Drought-plagued L.A. looked shockingly verdant in comparison to the desert, all fat-leaved trees and burst-open flowers creeping across fences. Back in my apartment, I indulged my dearest fantasies from that week in the desert: a long shower, a vat of lemonade, a full bottle of icy water on my bedside table as I binge-watched Orange is the New Black. I felt lucky and spoiled and grateful with the abundance, and acutely conscious of how far the bounty had traveled to reach my glass.
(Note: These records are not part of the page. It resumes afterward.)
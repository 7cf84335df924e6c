//! Notes collection with write-through persistence.
//!
//! # Responsibility
//! - Provide create/update/delete/find/search over the notes collection.
//! - Serialize the whole collection to storage after each mutation.
//!
//! # Invariants
//! - Collection order is most-recent-first by creation; `create` prepends.
//! - Operations on unknown ids are no-ops reported as `false`/`None`.
//! - A completed mutation is always followed by a full persist; failed
//!   persists are returned and the in-memory mutation stays applied.

use super::{StoreError, StoreResult};
use crate::clock::{Clock, SystemClock};
use crate::model::note::{Note, NoteId};
use crate::storage::{KeyValueStorage, StorageKeys};
use crate::text::strip_markup;
use log::{debug, info, warn};

/// Authoritative notes collection bound to one storage backend.
pub struct NotesStore<S: KeyValueStorage, C: Clock = SystemClock> {
    storage: S,
    clock: C,
    notes_key: String,
    notes: Vec<Note>,
}

impl<S: KeyValueStorage> NotesStore<S> {
    /// Loads the collection from the default key using the system clock.
    ///
    /// # Errors
    /// - `StoreError::Storage` when the backend read fails.
    /// - `StoreError::Malformed` when the persisted value is not a note array.
    pub fn load(storage: S) -> StoreResult<Self> {
        Self::load_with(storage, SystemClock, &StorageKeys::default())
    }

    /// Lenient variant of [`NotesStore::load`]; failures read as empty.
    pub fn load_or_empty(storage: S) -> Self {
        Self::load_or_empty_with(storage, SystemClock, &StorageKeys::default())
    }
}

impl<S: KeyValueStorage, C: Clock> NotesStore<S, C> {
    /// Loads the collection with an explicit clock and key set.
    pub fn load_with(storage: S, clock: C, keys: &StorageKeys) -> StoreResult<Self> {
        let notes = read_notes(&storage, &keys.notes)?;
        info!(
            "event=notes_load module=store status=ok count={}",
            notes.len()
        );
        Ok(Self {
            storage,
            clock,
            notes_key: keys.notes.clone(),
            notes,
        })
    }

    /// Loads the collection, treating unreadable or malformed data as absent.
    ///
    /// The slot held no valid collection to begin with, so starting empty
    /// loses nothing; the next persist overwrites the bad value.
    pub fn load_or_empty_with(storage: S, clock: C, keys: &StorageKeys) -> Self {
        let notes = match read_notes(&storage, &keys.notes) {
            Ok(notes) => {
                info!(
                    "event=notes_load module=store status=ok count={}",
                    notes.len()
                );
                notes
            }
            Err(err) => {
                warn!(
                    "event=notes_load module=store status=fallback_empty error={}",
                    err
                );
                Vec::new()
            }
        };
        Self {
            storage,
            clock,
            notes_key: keys.notes.clone(),
            notes,
        }
    }

    /// Replaces the in-memory collection with the persisted one.
    pub fn reload(&mut self) -> StoreResult<()> {
        self.notes = read_notes(&self.storage, &self.notes_key)?;
        Ok(())
    }

    /// Writes the full collection, overwriting the previous value.
    pub fn persist(&mut self) -> StoreResult<()> {
        let encoded = serde_json::to_string(&self.notes).map_err(StoreError::Serialize)?;
        self.storage.set_item(&self.notes_key, &encoded)?;
        debug!(
            "event=notes_persist module=store status=ok count={} bytes={}",
            self.notes.len(),
            encoded.len()
        );
        Ok(())
    }

    /// Creates an empty note at the front of the collection and returns its id.
    pub fn create(&mut self) -> StoreResult<NoteId> {
        let note = Note::new(self.fresh_id(), self.clock.now());
        let id = note.id.clone();
        self.notes.insert(0, note);
        self.persist()?;
        info!(
            "event=note_create module=store status=ok note_id={} count={}",
            id,
            self.notes.len()
        );
        Ok(id)
    }

    /// Overwrites title and content of one note.
    ///
    /// Returns `Ok(false)` without touching storage when `id` is unknown.
    pub fn update(
        &mut self,
        id: &NoteId,
        title: impl Into<String>,
        content: impl Into<String>,
    ) -> StoreResult<bool> {
        let now = self.clock.now();
        let Some(note) = self.notes.iter_mut().find(|note| &note.id == id) else {
            info!("event=note_update module=store status=not_found note_id={id}");
            return Ok(false);
        };

        note.apply_edit(title, content, now);
        self.persist()?;
        info!("event=note_update module=store status=ok note_id={id}");
        Ok(true)
    }

    /// Removes one note; returns whether a note was removed.
    pub fn delete(&mut self, id: &NoteId) -> StoreResult<bool> {
        let Some(index) = self.notes.iter().position(|note| &note.id == id) else {
            info!("event=note_delete module=store status=not_found note_id={id}");
            return Ok(false);
        };

        self.notes.remove(index);
        self.persist()?;
        info!(
            "event=note_delete module=store status=ok note_id={} count={}",
            id,
            self.notes.len()
        );
        Ok(true)
    }

    pub fn find(&self, id: &NoteId) -> Option<&Note> {
        self.notes.iter().find(|note| &note.id == id)
    }

    /// Case-insensitive substring search over title and stripped content.
    ///
    /// Results keep collection order; an empty query matches every note.
    pub fn search(&self, query: &str) -> Vec<&Note> {
        let needle = query.to_lowercase();
        let hits: Vec<&Note> = self
            .notes
            .iter()
            .filter(|note| search_corpus(note).contains(needle.as_str()))
            .collect();
        debug!(
            "event=notes_search module=store status=ok query_len={} hits={}",
            query.chars().count(),
            hits.len()
        );
        hits
    }

    /// Notes in collection order.
    pub fn notes(&self) -> &[Note] {
        &self.notes
    }

    pub fn len(&self) -> usize {
        self.notes.len()
    }

    pub fn is_empty(&self) -> bool {
        self.notes.is_empty()
    }

    pub fn storage(&self) -> &S {
        &self.storage
    }

    pub fn storage_mut(&mut self) -> &mut S {
        &mut self.storage
    }

    pub fn clock(&self) -> &C {
        &self.clock
    }

    pub fn into_storage(self) -> S {
        self.storage
    }

    fn fresh_id(&self) -> NoteId {
        loop {
            let id = NoteId::generate();
            if self.find(&id).is_none() {
                return id;
            }
        }
    }
}

fn read_notes<S: KeyValueStorage>(storage: &S, key: &str) -> StoreResult<Vec<Note>> {
    match storage.get_item(key)? {
        Some(raw) => serde_json::from_str(&raw).map_err(StoreError::Malformed),
        None => Ok(Vec::new()),
    }
}

fn search_corpus(note: &Note) -> String {
    format!("{} {}", note.title, strip_markup(&note.content)).to_lowercase()
}
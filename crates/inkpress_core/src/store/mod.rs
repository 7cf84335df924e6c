//! Persisted application state: the notes collection and the theme preference.
//!
//! # Responsibility
//! - Own the authoritative in-memory notes collection.
//! - Write the full collection back to storage after every mutation.
//!
//! # Invariants
//! - The collection is one persisted aggregate under one key.
//! - The theme preference is stored independently of notes.

use crate::storage::StorageError;
use std::error::Error;
use std::fmt::{Display, Formatter};

pub mod notes_store;
pub mod theme;

pub type StoreResult<T> = Result<T, StoreError>;

/// Store-layer error for load and persist paths.
#[derive(Debug)]
pub enum StoreError {
    Storage(StorageError),
    /// Persisted collection is not a valid JSON array of notes.
    Malformed(serde_json::Error),
    /// In-memory collection could not be encoded.
    Serialize(serde_json::Error),
}

impl Display for StoreError {
    fn fmt(&self, f: &mut Formatter<'_>) -> std::fmt::Result {
        match self {
            Self::Storage(err) => write!(f, "{err}"),
            Self::Malformed(err) => write!(f, "malformed persisted notes: {err}"),
            Self::Serialize(err) => write!(f, "failed to serialize notes: {err}"),
        }
    }
}

impl Error for StoreError {
    fn source(&self) -> Option<&(dyn Error + 'static)> {
        match self {
            Self::Storage(err) => Some(err),
            Self::Malformed(err) | Self::Serialize(err) => Some(err),
        }
    }
}

impl From<StorageError> for StoreError {
    fn from(value: StorageError) -> Self {
        Self::Storage(value)
    }
}
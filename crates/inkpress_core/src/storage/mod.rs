//! Key-value storage backends for persisted app state.
//!
//! # Responsibility
//! - Define the string key/value contract the notes store persists through.
//! - Provide in-memory and SQLite-backed implementations.
//!
//! # Invariants
//! - `set_item` overwrites any prior value for the key.
//! - `get_item` returns `Ok(None)` for absent keys, never an error.

use crate::db::DbError;
use std::error::Error;
use std::fmt::{Display, Formatter};

pub mod memory;
pub mod sqlite;

pub use memory::MemoryStorage;
pub use sqlite::SqliteStorage;

/// Storage key for the serialized notes collection.
pub const NOTES_STORAGE_KEY: &str = "inkpress-notes";
/// Storage key for the theme preference.
pub const THEME_STORAGE_KEY: &str = "inkpress-theme";

pub type StorageResult<T> = Result<T, StorageError>;

/// Backend failure while reading or writing one key.
#[derive(Debug)]
pub enum StorageError {
    Db(DbError),
    /// Failure reported by a non-SQLite backend.
    Backend(String),
}

impl Display for StorageError {
    fn fmt(&self, f: &mut Formatter<'_>) -> std::fmt::Result {
        match self {
            Self::Db(err) => write!(f, "{err}"),
            Self::Backend(message) => write!(f, "storage backend failure: {message}"),
        }
    }
}

impl Error for StorageError {
    fn source(&self) -> Option<&(dyn Error + 'static)> {
        match self {
            Self::Db(err) => Some(err),
            Self::Backend(_) => None,
        }
    }
}

impl From<DbError> for StorageError {
    fn from(value: DbError) -> Self {
        Self::Db(value)
    }
}

impl From<rusqlite::Error> for StorageError {
    fn from(value: rusqlite::Error) -> Self {
        Self::Db(DbError::Sqlite(value))
    }
}

/// Synchronous string key/value store, modeled after browser local storage.
pub trait KeyValueStorage {
    fn get_item(&self, key: &str) -> StorageResult<Option<String>>;
    fn set_item(&mut self, key: &str, value: &str) -> StorageResult<()>;
    fn remove_item(&mut self, key: &str) -> StorageResult<()>;
}

impl<T: KeyValueStorage + ?Sized> KeyValueStorage for &mut T {
    fn get_item(&self, key: &str) -> StorageResult<Option<String>> {
        (**self).get_item(key)
    }

    fn set_item(&mut self, key: &str, value: &str) -> StorageResult<()> {
        (**self).set_item(key, value)
    }

    fn remove_item(&mut self, key: &str) -> StorageResult<()> {
        (**self).remove_item(key)
    }
}

/// Key names used for the two persisted aggregates.
///
/// Defaults to [`NOTES_STORAGE_KEY`] and [`THEME_STORAGE_KEY`]; embedders can
/// namespace them when several note sets share one backend.
#[derive(Debug, Clone, PartialEq, Eq)]
pub struct StorageKeys {
    pub notes: String,
    pub theme: String,
}

impl Default for StorageKeys {
    fn default() -> Self {
        Self {
            notes: NOTES_STORAGE_KEY.to_string(),
            theme: THEME_STORAGE_KEY.to_string(),
        }
    }
}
Sam made it to the aqueduct’s end at the Mono Lake intake in late July. No one from the DWP harassed her along the way, or afterwards, when she revealed over Twitter that they’d been lying about her location all along. She also told me that when she encountered another aqueduct leak farther north, she didn’t bother to call the Department again. Instead, she filmed the water streaming out of the pipeline for a few minutes, then filled up her water bottles and walked on.